Cucurbitacin I, a triterpenoid natural compound, exhibits various pharmacological properties, including anticancer, anti-inflammatory, and hepatoprotective properties. However, antioxidant effects of cucurbitacin I in cardiac cells are currently unknown. In the present study, we assessed the preventive effects of cucurbitacin I against the oxidative stress in H9c2 cardiomyoblasts. To evaluate antioxidant effects of cucurbitacin I in H9c2 cardiomyoblasts, H2O2-treated H9c2 cells were pretreated with various concentrations of the cucurbitacin I. Cell viability, reactive oxygen species (ROS) production, and apoptosis were determined to elucidate the protective effects of cucurbitacin I against H2O2-induced oxidative stress in H9c2 cells. In addition, we assessed the mitochondrial functions and protein expression levels of mitogen-activated protein kinases (MAPKs).
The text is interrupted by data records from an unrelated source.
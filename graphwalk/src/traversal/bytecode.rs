// Copyright (c) 2024-2025 DeepGraph Inc.
// SPDX-License-Identifier: Apache-2.0
//
//! Bytecode recording
//!
//! Every DSL builder call appends a `(step_name, args…)` record before the
//! real step is constructed, so a traversal can be replayed on a different
//! runtime. The wire encoding itself is out of scope; the instruction log
//! and the step-name vocabulary are the stable contract surface.

use serde::{Deserialize, Serialize};

#[derive(Debug, Clone, PartialEq, Serialize, Deserialize)]
pub struct Instruction {
    pub operator: String,
    pub args: Vec<serde_json::Value>,
}

#[derive(Debug, Clone, Default, PartialEq, Serialize, Deserialize)]
pub struct Bytecode {
    source_instructions: Vec<Instruction>,
    step_instructions: Vec<Instruction>,
}

/// Best-effort serialization of one bytecode argument. Arguments that
/// cannot be represented (e.g. closures) record as null.
pub fn arg<T: Serialize>(value: &T) -> serde_json::Value {
    serde_json::to_value(value).unwrap_or(serde_json::Value::Null)
}

impl Bytecode {
    pub fn new() -> Self {
        Self::default()
    }

    pub fn add_source(&mut self, operator: &str, args: Vec<serde_json::Value>) {
        self.source_instructions.push(Instruction { operator: operator.to_string(), args });
    }

    pub fn add_step(&mut self, operator: &str, args: Vec<serde_json::Value>) {
        self.step_instructions.push(Instruction { operator: operator.to_string(), args });
    }

    pub fn source_instructions(&self) -> &[Instruction] {
        &self.source_instructions
    }

    pub fn step_instructions(&self) -> &[Instruction] {
        &self.step_instructions
    }
}

#[cfg(test)]
mod tests {
    use super::*;

    #[test]
    fn records_in_call_order() {
        let mut bc = Bytecode::new();
        bc.add_source("withSideEffect", vec![arg(&"x")]);
        bc.add_step("V", vec![]);
        bc.add_step("out", vec![arg(&"knows")]);
        assert_eq!(bc.source_instructions().len(), 1);
        let ops: Vec<&str> =
            bc.step_instructions().iter().map(|i| i.operator.as_str()).collect();
        assert_eq!(ops, vec!["V", "out"]);
    }
}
Cucurbitacin I prevented the cells against cell death and ROS production and elevated the antioxidant protein levels upon oxidative stress. Furthermore, cucurbitacin I preserved the mitochondrial functions and inhibited the apoptotic responses in H2O2-treated cells. Cucurbitacin I also suppressed the activation of MAPK proteins (extracellular signal-regulated kinase 1/2, c-Jun N-terminal kinase, and p38). Collectively, cucurbitacin I potentially protects the H9c2 cardiomyoblasts against oxidative stress and further suggests that it can be utilized as a therapeutic agent for the prevention of oxidative stress in cardiac injury.